# Exploração e Processamento de Dados para Classificação de Score de Crédito

In [6]:

import pandas as pd
import numpy as np
import re

# Carregar dados
df_train = pd.read_csv("../data/raw/credit_score_train.csv")
df_test = pd.read_csv("../data/raw/credit_score_test.csv")
print("Shape train:", df_train.shape)
print("Shape test:", df_test.shape)


  df_train = pd.read_csv("../data/raw/credit_score_train.csv")


Shape train: (100000, 28)
Shape test: (50000, 27)


## Conversões de tipos e limpeza de colunas numéricas

In [7]:

def to_float(val):
    try:
        return float(str(val).replace("_", "").replace(",", ""))
    except:
        return np.nan

def extract_months(age_str):
    if isinstance(age_str, str):
        match = re.search(r"(\d+)\s*Years?.*?(\d+)?\s*Months?", age_str)
        if match:
            years = int(match.group(1))
            months = int(match.group(2)) if match.group(2) else 0
            return years * 12 + months
    return np.nan

def to_numeric(val):
    try:
        return pd.to_numeric(val)
    except:
        return np.nan

# Conversões
cols_to_float = ['Annual_Income', 'Outstanding_Debt', 'Amount_invested_monthly', 'Monthly_Balance']
for col in cols_to_float:
    df_train[col] = df_train[col].apply(to_float)
    df_test[col] = df_test[col].apply(to_float)

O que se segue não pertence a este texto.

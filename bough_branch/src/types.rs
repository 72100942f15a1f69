// Copyright 2026 the Bough Authors
// SPDX-License-Identifier: Apache-2.0 OR MIT

//! Measured node extents consumed by branch geometry.

/// Extents of one node box, in screen pixels.
///
/// Whatever measures and lays out the nodes supplies these (for
/// caption-driven sizing see the `bough_metrics` crate); zoom is already
/// applied. `height` is the content extent with padding included;
/// `outer_height` additionally includes the border, and is the extent
/// vertical routing runs to so the curve meets the box edge rather than the
/// inside of its border.
#[derive(Clone, Copy, Debug, PartialEq)]
pub struct NodeBox {
    /// Content width.
    pub width: f64,
    /// Content height, padding included.
    pub height: f64,
    /// Border-inclusive height.
    pub outer_height: f64,
}

impl NodeBox {
    /// Creates a box from its three extents.
    ///
    /// Extents are expected to be finite and non-negative. Misuse is caught
    /// in debug builds so it does not go unnoticed; release builds produce a
    /// degenerate but non-crashing curve downstream.
    #[must_use]
    pub fn new(width: f64, height: f64, outer_height: f64) -> Self {
        debug_assert!(
            width.is_finite() && height.is_finite() && outer_height.is_finite(),
            "NodeBox extents must be finite; got {width} x {height} (outer {outer_height})"
        );
        debug_assert!(
            width >= 0.0 && height >= 0.0 && outer_height >= 0.0,
            "NodeBox extents must be non-negative; got {width} x {height} (outer {outer_height})"
        );
        Self {
            width,
            height,
            outer_height,
        }
    }

    /// Creates a borderless box, whose outer height equals `height`.
    #[must_use]
    pub fn borderless(width: f64, height: f64) -> Self {
        Self::new(width, height, height)
    }
}

#[cfg(test)]
mod tests {
    use super::NodeBox;

    #[test]
    fn borderless_box_has_equal_heights() {
        let b = NodeBox::borderless(40.0, 20.0);
        assert_eq!(b.height, b.outer_height);
    }

    #[test]
    #[should_panic(expected = "finite")]
    #[cfg(debug_assertions)]
    fn non_finite_extents_are_rejected_in_debug() {
        let _ = NodeBox::new(f64::NAN, 20.0, 24.0);
    }
}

df_train['Age'] = df_train['Age'].apply(to_numeric)
df_test['Age'] = df_test['Age'].apply(to_numeric)

df_train['Num_of_Loan'] = df_train['Num_of_Loan'].apply(to_numeric)
df_test['Num_of_Loan'] = df_test['Num_of_Loan'].apply(to_numeric)

df_train['Num_of_Delayed_Payment'] = df_train['Num_of_Delayed_Payment'].apply(to_numeric)
df_test['Num_of_Delayed_Payment'] = df_test['Num_of_Delayed_Payment'].apply(to_numeric)

df_train['Credit_History_Age'] = df_train['Credit_History_Age'].apply(extract_months)
df_test['Credit_History_Age'] = df_test['Credit_History_Age'].apply(extract_months)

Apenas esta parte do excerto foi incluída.